(Information supplied):
----------

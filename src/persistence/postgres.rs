//! PostgreSQL implementation of the persistence layer.

use chrono::{DateTime, Utc};
use sqlx::PgPool;
use uuid::Uuid;

use super::models::{StoredEvent, StoredPriceChange};
use crate::error::EngineError;

/// PostgreSQL-backed persistence layer using `sqlx::PgPool`.
#[derive(Debug, Clone)]
pub struct PostgresPersistence {
    pool: PgPool,
}

impl PostgresPersistence {
    /// Creates a new persistence layer with the given connection pool.
    #[must_use]
    pub fn new(pool: PgPool) -> Self {
        Self { pool }
    }

    /// Appends an event to the durable event log.
    ///
    /// # Errors
    ///
    /// Returns a [`EngineError::PersistenceError`] on database failure.
    pub async fn save_event(
        &self,
        event_type: &str,
        user_id: Option<Uuid>,
        product_id: Option<&str>,
        payload: &serde_json::Value,
    ) -> Result<i64, EngineError> {
        let row = sqlx::query_scalar::<_, i64>(
            "INSERT INTO events (event_type, user_id, product_id, payload) \
             VALUES ($1, $2, $3, $4) RETURNING id",
        )
        .bind(event_type)
        .bind(user_id)
        .bind(product_id)
        .bind(payload)
        .fetch_one(&self.pool)
        .await
        .map_err(|e| EngineError::PersistenceError(e.to_string()))?;

        Ok(row)
    }

    /// Appends a price-change row to the durable audit trail.
    ///
    /// # Errors
    ///
    /// Returns a [`EngineError::PersistenceError`] on database failure.
    pub async fn save_price_change(
        &self,
        product_id: &str,
        product_name: &str,
        old_price: i64,
        new_price: i64,
        changed_by: &str,
        changed_at: DateTime<Utc>,
    ) -> Result<i64, EngineError> {
        let row = sqlx::query_scalar::<_, i64>(
            "INSERT INTO price_changes (product_id, product_name, old_price, new_price, changed_by, changed_at) \
             VALUES ($1, $2, $3, $4, $5, $6) RETURNING id",
        )
        .bind(product_id)
        .bind(product_name)
        .bind(old_price)
        .bind(new_price)
        .bind(changed_by)
        .bind(changed_at)
        .fetch_one(&self.pool)
        .await
        .map_err(|e| EngineError::PersistenceError(e.to_string()))?;

        Ok(row)
    }

    /// Loads events after the given timestamp, optionally filtered by user.
    ///
    /// # Errors
    ///
    /// Returns a [`EngineError::PersistenceError`] on database failure.
    pub async fn load_events_after(
        &self,
        after: DateTime<Utc>,
        user_id: Option<Uuid>,
    ) -> Result<Vec<StoredEvent>, EngineError> {
        let rows = if let Some(uid) = user_id {
            sqlx::query_as::<_, (i64, String, Option<Uuid>, Option<String>, serde_json::Value, DateTime<Utc>)>(
                "SELECT id, event_type, user_id, product_id, payload, created_at FROM events \
                 WHERE created_at > $1 AND user_id = $2 ORDER BY created_at ASC",
            )
            .bind(after)
            .bind(uid)
            .fetch_all(&self.pool)
            .await
        } else {
            sqlx::query_as::<_, (i64, String, Option<Uuid>, Option<String>, serde_json::Value, DateTime<Utc>)>(
                "SELECT id, event_type, user_id, product_id, payload, created_at FROM events \
                 WHERE created_at > $1 ORDER BY created_at ASC",
            )
            .bind(after)
            .fetch_all(&self.pool)
            .await
        }
        .map_err(|e| EngineError::PersistenceError(e.to_string()))?;

        Ok(rows
            .into_iter()
            .map(
                |(id, event_type, user_id, product_id, payload, created_at)| StoredEvent {
                    id,
                    event_type,
                    user_id,
                    product_id,
                    payload,
                    created_at,
                },
            )
            .collect())
    }

    /// Loads the most recent price changes, newest first.
    ///
    /// # Errors
    ///
    /// Returns a [`EngineError::PersistenceError`] on database failure.
    pub async fn load_recent_price_changes(
        &self,
        limit: i64,
    ) -> Result<Vec<StoredPriceChange>, EngineError> {
        let rows = sqlx::query_as::<_, (i64, String, String, i64, i64, String, DateTime<Utc>)>(
            "SELECT id, product_id, product_name, old_price, new_price, changed_by, changed_at \
             FROM price_changes ORDER BY changed_at DESC LIMIT $1",
        )
        .bind(limit)
        .fetch_all(&self.pool)
        .await
        .map_err(|e| EngineError::PersistenceError(e.to_string()))?;

        Ok(rows
            .into_iter()
            .map(
                |(id, product_id, product_name, old_price, new_price, changed_by, changed_at)| {
                    StoredPriceChange {
                        id,
                        product_id,
                        product_name,
                        old_price,
                        new_price,
                        changed_by,
                        changed_at,
                    }
                },
            )
            .collect())
    }

    /// Deletes event rows older than the given number of days.
    ///
    /// # Errors
    ///
    /// Returns a [`EngineError::PersistenceError`] on database failure.
    pub async fn delete_old_events(&self, before_days: u64) -> Result<u64, EngineError> {
        let cutoff =
            Utc::now() - chrono::Duration::days(i64::try_from(before_days).unwrap_or(i64::MAX));

        let result = sqlx::query("DELETE FROM events WHERE created_at < $1")
            .bind(cutoff)
            .execute(&self.pool)
            .await
            .map_err(|e| EngineError::PersistenceError(e.to_string()))?;

        Ok(result.rows_affected())
    }
}
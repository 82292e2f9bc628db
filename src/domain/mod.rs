//! Domain layer: money, wallets, monitors, and the event system.
//!
//! This module contains the engine's core model: the ledger with
//! per-wallet locking, the monitor registry with per-monitor locking,
//! the append-only price-change log, emitted orders, and the broadcast
//! event bus that reflects every state mutation.

pub mod event;
pub mod event_bus;
pub mod ids;
pub mod ledger;
pub mod money;
pub mod monitor;
pub mod monitor_registry;
pub mod order;
pub mod price_log;
pub mod wallet;

pub use event::{EngineEvent, SkipReason};
pub use event_bus::EventBus;
pub use ids::{MonitorId, ProductId, UserId};
pub use ledger::Ledger;
pub use money::Money;
pub use monitor::{Monitor, MonitorStatus, ProductSnapshot};
pub use monitor_registry::MonitorRegistry;
pub use order::{Order, OrderLine, OrderStore};
pub use price_log::{PriceChangeLog, PriceChangeRecord};
pub use wallet::Wallet;
//! McNemar's paired test between two graded result sets.
//!
//! Records are aligned by `(part, question_id)`, where `part` is the position
//! of the source file in a `.txt` list (always 0 for a single `.json` file).
//! Contingency cells:
//!
//! |              | B right | B wrong |
//! |--------------|---------|---------|
//! | **A right**  | a       | c       |
//! | **A wrong**  | b       | d       |

use std::collections::BTreeMap;
use std::fs::OpenOptions;
use std::path::Path;

use anyhow::{bail, Context, Result};
use tracing::warn;

use crate::records::{duplicate_ids, load_records, AnswerRecord};

/// Significance level used for the verdict.
pub const ALPHA: f64 = 0.05;

/// Default file results are appended to.
pub const DEFAULT_CSV: &str = "mcnemar_results.csv";

/// A named, possibly concatenated, set of graded records.
#[derive(Debug, Clone)]
pub struct ResultSet {
    pub name: String,
    /// `(part, record)`; `part` is the index of the source file.
    pub records: Vec<(usize, AnswerRecord)>,
    /// `(part, question_id)` keys that occur more than once. Only the first
    /// occurrence takes part in the comparison.
    pub duplicates: Vec<(usize, usize)>,
}

/// Load one answers file as `part`, noting repeated question ids.
fn load_part(
    path: &Path,
    part: usize,
    records: &mut Vec<(usize, AnswerRecord)>,
    duplicates: &mut Vec<(usize, usize)>,
) -> Result<()> {
    let loaded = load_records(path)?;
    let dups = duplicate_ids(&loaded);
    if !dups.is_empty() {
        warn!("{} repeats question ids {:?}; keeping the first of each", path.display(), dups);
    }
    duplicates.extend(dups.into_iter().map(|id| (part, id)));
    records.extend(loaded.into_iter().map(|r| (part, r)));
    Ok(())
}

/// Load a `.json` answers file, or a `.txt` file listing answers files one per line.
///
/// Listed files that do not exist are skipped with a warning.
pub fn load_result_set(path: &Path) -> Result<ResultSet> {
    let ext = path.extension().and_then(|e| e.to_str()).unwrap_or("");
    match ext {
        "json" => {
            let mut records = Vec::new();
            let mut duplicates = Vec::new();
            load_part(path, 0, &mut records, &mut duplicates)?;
            Ok(ResultSet {
                name: file_stem(path),
                records,
                duplicates,
            })
        }
        "txt" => {
            let listing = std::fs::read_to_string(path)
                .with_context(|| format!("Cannot read list {}", path.display()))?;
            let mut names = Vec::new();
            let mut records = Vec::new();
            let mut duplicates = Vec::new();
            let listed = listing.lines().map(str::trim).filter(|l| !l.is_empty());
            for (part, line) in listed.enumerate() {
                let file = Path::new(line);
                if !file.exists() {
                    warn!("can't find {}, skipping", file.display());
                    continue;
                }
                load_part(file, part, &mut records, &mut duplicates)?;
                names.push(file_stem(file));
            }
            Ok(ResultSet {
                name: names.join("+"),
                records,
                duplicates,
            })
        }
        other => bail!("input must be a .json or .txt file, got {:?} ({})", other, path.display()),
    }
}

fn file_stem(path: &Path) -> String {
    path.file_stem()
        .map(|s| s.to_string_lossy().to_string())
        .unwrap_or_default()
}

/// 2×2 paired outcome counts.
#[derive(Debug, Clone, Copy, Default, PartialEq, Eq)]
pub struct Contingency {
    /// Both right.
    pub a: usize,
    /// A wrong, B right.
    pub b: usize,
    /// A right, B wrong.
    pub c: usize,
    /// Both wrong.
    pub d: usize,
}

impl Contingency {
    pub fn total(&self) -> usize {
        self.a + self.b + self.c + self.d
    }

    /// Align two record sets and count outcomes. Only `T` counts as right.
    ///
    /// Keys present in only one set are reported and left out; a repeated key
    /// counts once, with its first outcome.
    pub fn from_sets(first: &ResultSet, second: &ResultSet) -> Self {
        let index = |set: &ResultSet| -> BTreeMap<(usize, usize), bool> {
            let mut outcomes = BTreeMap::new();
            for (part, r) in &set.records {
                outcomes.entry((*part, r.question_id)).or_insert(r.is_correct());
            }
            outcomes
        };
        let left = index(first);
        let right = index(second);

        let mut table = Contingency::default();
        let mut unmatched = 0usize;
        for (key, a_right) in &left {
            let Some(b_right) = right.get(key) else {
                unmatched += 1;
                continue;
            };
            match (a_right, b_right) {
                (true, true) => table.a += 1,
                (false, true) => table.b += 1,
                (true, false) => table.c += 1,
                (false, false) => table.d += 1,
            }
        }
        unmatched += right.keys().filter(|k| !left.contains_key(k)).count();
        if unmatched > 0 {
            warn!(
                "{} questions appear in only one of {} / {}; ignoring them",
                unmatched, first.name, second.name
            );
        }
        table
    }
}

/// Continuity-corrected statistic `(|b − c| − 1)² / (b + c)`, 0 when `b + c = 0`.
pub fn statistic(b: usize, c: usize) -> f64 {
    if b + c == 0 {
        return 0.0;
    }
    let diff = (b as f64 - c as f64).abs() - 1.0;
    diff * diff / (b + c) as f64
}

/// Upper-tail probability of χ² with one degree of freedom.
pub fn p_value(chi_squared: f64) -> f64 {
    if chi_squared <= 0.0 {
        return 1.0;
    }
    erfc((chi_squared / 2.0).sqrt()).clamp(0.0, 1.0)
}

/// Complementary error function (Chebyshev fit, |error| < 1.2e-7).
fn erfc(x: f64) -> f64 {
    let z = x.abs();
    let t = 1.0 / (1.0 + 0.5 * z);
    let poly = -z * z - 1.265_512_23
        + t * (1.000_023_68
            + t * (0.374_091_96
                + t * (0.096_784_18
                    + t * (-0.186_288_06
                        + t * (0.278_868_07
                            + t * (-1.135_203_98
                                + t * (1.488_515_87 + t * (-0.822_152_23 + t * 0.170_872_77))))))));
    let ans = t * poly.exp();
    if x >= 0.0 {
        ans
    } else {
        2.0 - ans
    }
}

/// Full comparison of two result sets.
#[derive(Debug, Clone, PartialEq)]
pub struct McNemarResult {
    pub model1: String,
    pub model2: String,
    pub table: Contingency,
    pub chi_squared: f64,
    pub p_value: f64,
}

impl McNemarResult {
    pub fn significant(&self) -> bool {
        self.p_value < ALPHA
    }

    /// The better model when the difference is significant.
    pub fn winner(&self) -> Option<&str> {
        if !self.significant() {
            return None;
        }
        if self.table.b > self.table.c {
            Some(&self.model2)
        } else {
            Some(&self.model1)
        }
    }
}

pub fn compare(first: &ResultSet, second: &ResultSet) -> McNemarResult {
    let table = Contingency::from_sets(first, second);
    let chi_squared = statistic(table.b, table.c);
    McNemarResult {
        model1: first.name.clone(),
        model2: second.name.clone(),
        table,
        chi_squared,
        p_value: p_value(chi_squared),
    }
}

/// Load both inputs and compare them.
pub fn compare_paths(first: &Path, second: &Path) -> Result<McNemarResult> {
    for p in [first, second] {
        if !p.exists() {
            bail!("can't find {}", p.display());
        }
    }
    Ok(compare(&load_result_set(first)?, &load_result_set(second)?))
}

/// Append one result row, writing the header when the file is new.
pub fn append_csv(path: &Path, result: &McNemarResult) -> Result<()> {
    let new_file = !path.exists();
    let file = OpenOptions::new()
        .create(true)
        .append(true)
        .open(path)
        .with_context(|| format!("Cannot open {}", path.display()))?;
    let mut writer = csv::Writer::from_writer(file);
    if new_file {
        writer.write_record([
            "model1", "model2", "a", "b", "c", "d", "chi_squared", "p_value", "significant",
        ])?;
    }
    let t = result.table;
    writer.write_record([
        result.model1.clone(),
        result.model2.clone(),
        t.a.to_string(),
        t.b.to_string(),
        t.c.to_string(),
        t.d.to_string(),
        format!("{:.3}", result.chi_squared),
        format!("{:.4}", result.p_value),
        if result.significant() { "yes" } else { "no" }.to_string(),
    ])?;
    writer.flush()?;
    Ok(())
}

#[cfg(test)]
mod tests {
    use super::*;
    use crate::records::{save_records, Grade};

    fn graded(n: usize, wrong: &[usize]) -> Vec<AnswerRecord> {
        (0..n)
            .map(|i| {
                let mut r = AnswerRecord::new(i, "q", "a", "m", 0.0);
                r.grade = Some(if wrong.contains(&i) { Grade::Incorrect } else { Grade::Correct });
                r
            })
            .collect()
    }

    fn set(name: &str, records: Vec<AnswerRecord>) -> ResultSet {
        ResultSet {
            name: name.into(),
            records: records.into_iter().map(|r| (0, r)).collect(),
            duplicates: Vec::new(),
        }
    }

    #[test]
    fn test_discordant_counts() {
        let a = set("A", graded(10, &[2, 5]));
        let b = set("B", graded(10, &[5]));
        let t = Contingency::from_sets(&a, &b);
        assert_eq!(t, Contingency { a: 8, b: 1, c: 0, d: 1 });
        assert_eq!(t.total(), 10);
    }

    #[test]
    fn test_alignment_ignores_file_order() {
        let a = set("A", graded(4, &[0]));
        let mut reversed = graded(4, &[3]);
        reversed.reverse();
        let b = set("B", reversed);
        let t = Contingency::from_sets(&a, &b);
        assert_eq!(t.b, 1);
        assert_eq!(t.c, 1);
    }

    #[test]
    fn test_missing_grade_counts_as_wrong() {
        let mut recs = graded(2, &[]);
        recs[1].grade = None;
        let t = Contingency::from_sets(&set("A", recs), &set("B", graded(2, &[])));
        assert_eq!(t.b, 1);
    }

    #[test]
    fn test_statistic() {
        assert_eq!(statistic(0, 0), 0.0);
        assert_eq!(statistic(1, 0), 0.0);
        assert!((statistic(10, 2) - 49.0 / 12.0).abs() < 1e-12);
    }

    #[test]
    fn test_p_value_known_points() {
        assert_eq!(p_value(0.0), 1.0);
        assert!((p_value(3.841_458_8) - 0.05).abs() < 1e-4);
        assert!((p_value(6.634_896_6) - 0.01).abs() < 1e-4);
    }

    #[test]
    fn test_winner_requires_significance() {
        let a = set("A", graded(40, &(0..12).collect::<Vec<_>>()));
        let b = set("B", graded(40, &[0]));
        let r = compare(&a, &b);
        assert_eq!(r.table.b, 11);
        assert!(r.significant());
        assert_eq!(r.winner(), Some("B"));

        let r = compare(&set("A", graded(10, &[2, 5])), &set("B", graded(10, &[5])));
        assert!(!r.significant());
        assert_eq!(r.winner(), None);
    }

    #[test]
    fn test_txt_list_concatenates_parts() {
        let dir = tempfile::tempdir().unwrap();
        let p = dir.path();
        save_records(&p.join("m-en.json"), &graded(3, &[0])).unwrap();
        save_records(&p.join("m-no.json"), &graded(3, &[1])).unwrap();
        let listing = format!(
            "{}\n\n{}\n{}\n",
            p.join("m-en.json").display(),
            p.join("m-no.json").display(),
            p.join("missing.json").display()
        );
        std::fs::write(p.join("m.txt"), listing).unwrap();

        let rs = load_result_set(&p.join("m.txt")).unwrap();
        assert_eq!(rs.name, "m-en+m-no");
        assert_eq!(rs.records.len(), 6);
        // Same question_id in both parts stays distinct.
        let t = Contingency::from_sets(&rs, &rs);
        assert_eq!(t.total(), 6);
        assert_eq!(t.d, 2);
    }

    #[test]
    fn test_repeated_ids_are_reported_and_first_wins() {
        let dir = tempfile::tempdir().unwrap();
        let mut recs = graded(3, &[]);
        let mut repeat = AnswerRecord::new(1, "q", "a", "m", 0.0);
        repeat.grade = Some(Grade::Incorrect);
        recs.push(repeat);
        let path = dir.path().join("m-en.json");
        save_records(&path, &recs).unwrap();

        let rs = load_result_set(&path).unwrap();
        assert_eq!(rs.duplicates, vec![(0, 1)]);
        let t = Contingency::from_sets(&rs, &set("B", graded(3, &[])));
        assert_eq!(t, Contingency { a: 3, b: 0, c: 0, d: 0 });
    }

    #[test]
    fn test_rejects_other_extensions() {
        assert!(load_result_set(Path::new("results.csv")).is_err());
    }

    #[test]
    fn test_append_csv_writes_header_once() {
        let dir = tempfile::tempdir().unwrap();
        let path = dir.path().join(DEFAULT_CSV);
        let r = compare(&set("A", graded(10, &[2, 5])), &set("B", graded(10, &[5])));
        append_csv(&path, &r).unwrap();
        append_csv(&path, &r).unwrap();
        let text = std::fs::read_to_string(&path).unwrap();
        let lines: Vec<&str> = text.lines().collect();
        assert_eq!(lines.len(), 3);
        assert_eq!(lines[0], "model1,model2,a,b,c,d,chi_squared,p_value,significant");
        assert_eq!(lines[1], "A,B,8,1,0,1,0.000,1.0000,no");
    }
}
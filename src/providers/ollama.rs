//! Ollama-compatible local model-serving provider (the answer endpoint).
//!
//! Uses the native REST API: `POST /api/chat` with `stream: false` for
//! completions and `GET /api/tags` as the startup health check.

use std::collections::HashMap;
use std::time::Duration;

use anyhow::Result;
use async_trait::async_trait;
use reqwest::Client;
use tracing::{debug, warn};

use super::base::{LLMProvider, LLMResponse};
use crate::errors::ProviderError;

/// Health checks get a short timeout of their own; the serving timeout can be minutes.
const HEALTH_TIMEOUT_SECS: u64 = 10;

pub struct OllamaProvider {
    host: String,
    default_model: String,
    client: Client,
}

impl OllamaProvider {
    pub fn new(host: &str, default_model: &str, timeout: Duration) -> Result<Self> {
        let client = Client::builder()
            .timeout(timeout)
            .build()
            .map_err(|e| ProviderError::HttpError(e.to_string()))?;
        Ok(Self {
            host: normalize_host(host),
            default_model: default_model.to_string(),
            client,
        })
    }
}

/// Accept bare `host:port` (as `OLLAMA_HOST` often is) as well as full URLs.
fn normalize_host(host: &str) -> String {
    let trimmed = host.trim().trim_end_matches('/');
    if trimmed.starts_with("http://") || trimmed.starts_with("https://") {
        trimmed.to_string()
    } else {
        format!("http://{}", trimmed)
    }
}

#[async_trait]
impl LLMProvider for OllamaProvider {
    async fn chat(&self, messages: &[serde_json::Value], model: Option<&str>) -> Result<LLMResponse> {
        let model = model.unwrap_or(&self.default_model);
        let url = format!("{}/api/chat", self.host);
        let body = serde_json::json!({
            "model": model,
            "messages": messages,
            "stream": false,
        });

        debug!("ollama chat: url={} model={}", url, model);

        let response = self
            .client
            .post(&url)
            .json(&body)
            .send()
            .await
            .map_err(|e| ProviderError::HttpError(e.to_string()))?;

        let status = response.status();
        let text = response
            .text()
            .await
            .map_err(|e| ProviderError::ResponseReadError(e.to_string()))?;

        if !status.is_success() {
            warn!("serving endpoint returned status {} (host={}): {}", status, self.host, text);
            return Err(ProviderError::from_status(status.as_u16(), text).into());
        }

        let data: serde_json::Value =
            serde_json::from_str(&text).map_err(|e| ProviderError::JsonParseError(e.to_string()))?;
        Ok(parse_chat_response(data)?)
    }

    async fn health_check(&self) -> Result<()> {
        let url = format!("{}/api/tags", self.host);
        let resp = self
            .client
            .get(&url)
            .timeout(Duration::from_secs(HEALTH_TIMEOUT_SECS))
            .send()
            .await
            .map_err(|e| {
                warn!("health check failed for {}: {}", url, e);
                ProviderError::Unreachable(self.host.clone())
            })?;
        if !resp.status().is_success() {
            warn!("health check for {} returned {}", url, resp.status());
            return Err(ProviderError::Unreachable(self.host.clone()).into());
        }
        Ok(())
    }

    fn get_default_model(&self) -> &str {
        &self.default_model
    }

    fn get_api_base(&self) -> Option<&str> {
        Some(&self.host)
    }
}

/// Parse `{"message": {"content": ...}, "done_reason": ..., "eval_count": ...}`.
pub(crate) fn parse_chat_response(data: serde_json::Value) -> Result<LLMResponse, ProviderError> {
    let content = data
        .get("message")
        .and_then(|m| m.get("content"))
        .and_then(|c| c.as_str())
        .map(|s| s.to_string())
        .ok_or(ProviderError::EmptyResponse)?;

    let reasoning_content = data
        .get("message")
        .and_then(|m| m.get("thinking"))
        .and_then(|c| c.as_str())
        .map(|s| s.trim().to_string())
        .filter(|s| !s.is_empty());

    let finish_reason = data
        .get("done_reason")
        .and_then(|v| v.as_str())
        .unwrap_or("stop")
        .to_string();

    let mut usage = HashMap::new();
    if let Some(n) = data.get("prompt_eval_count").and_then(|v| v.as_i64()) {
        usage.insert("prompt_tokens".to_string(), n);
    }
    if let Some(n) = data.get("eval_count").and_then(|v| v.as_i64()) {
        usage.insert("completion_tokens".to_string(), n);
    }

    Ok(LLMResponse {
        content: Some(content),
        reasoning_content,
        finish_reason,
        usage,
        raw: data,
    })
}

#[cfg(test)]
mod tests {
    use super::*;

    async fn serve_once(status_line: &'static str, body: &'static str) -> u16 {
        let listener = tokio::net::TcpListener::bind("127.0.0.1:0").await.unwrap();
        let port = listener.local_addr().unwrap().port();
        tokio::spawn(async move {
            loop {
                if let Ok((mut stream, _)) = listener.accept().await {
                    use tokio::io::{AsyncReadExt, AsyncWriteExt};
                    let mut buf = [0u8; 4096];
                    let _ = stream.read(&mut buf).await;
                    let resp = format!(
                        "HTTP/1.1 {}\r\nConnection: close\r\nContent-Length: {}\r\n\r\n{}",
                        status_line,
                        body.len(),
                        body
                    );
                    stream.write_all(resp.as_bytes()).await.ok();
                }
            }
        });
        port
    }

    #[test]
    fn test_normalize_host() {
        assert_eq!(normalize_host("localhost:11434"), "http://localhost:11434");
        assert_eq!(normalize_host("http://gpu-node:11434/"), "http://gpu-node:11434");
    }

    #[test]
    fn test_parse_chat_response() {
        let data = serde_json::json!({
            "message": {"role": "assistant", "content": "Harald Fairhair."},
            "done_reason": "stop",
            "prompt_eval_count": 50,
            "eval_count": 6
        });
        let resp = parse_chat_response(data).unwrap();
        assert_eq!(resp.text(), "Harald Fairhair.");
        assert_eq!(resp.usage.get("completion_tokens"), Some(&6));
    }

    #[test]
    fn test_parse_chat_response_missing_message() {
        let data = serde_json::json!({"error": "model not found"});
        assert!(matches!(parse_chat_response(data), Err(ProviderError::EmptyResponse)));
    }

    #[tokio::test]
    async fn test_health_check_ok() {
        let port = serve_once("200 OK", r#"{"models":[]}"#).await;
        let provider =
            OllamaProvider::new(&format!("127.0.0.1:{}", port), "m", Duration::from_secs(5)).unwrap();
        assert!(provider.health_check().await.is_ok());
    }

    #[tokio::test]
    async fn test_health_check_unreachable() {
        // Bind then drop to get a port nothing listens on.
        let port = {
            let l = std::net::TcpListener::bind("127.0.0.1:0").unwrap();
            l.local_addr().unwrap().port()
        };
        let provider =
            OllamaProvider::new(&format!("127.0.0.1:{}", port), "m", Duration::from_secs(2)).unwrap();
        let err = provider.health_check().await.unwrap_err();
        assert!(matches!(
            err.downcast_ref::<ProviderError>(),
            Some(ProviderError::Unreachable(_))
        ));
    }

    #[tokio::test]
    async fn test_chat_server_error() {
        let port = serve_once("500 Internal Server Error", "boom").await;
        let provider =
            OllamaProvider::new(&format!("127.0.0.1:{}", port), "m", Duration::from_secs(5)).unwrap();
        let msgs = vec![serde_json::json!({"role": "user", "content": "q"})];
        let err = provider.chat(&msgs, None).await.unwrap_err();
        assert!(matches!(
            err.downcast_ref::<ProviderError>(),
            Some(ProviderError::ServerError { status: 500, .. })
        ));
    }
}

----------

(What needs to be done):
Which lines above hold the string "answers"? Copy each of them.

(Exercise response):
/// Load one answers file as `part`, noting repeated question ids.
/// Load a `.json` answers file, or a `.txt` file listing answers files one per line.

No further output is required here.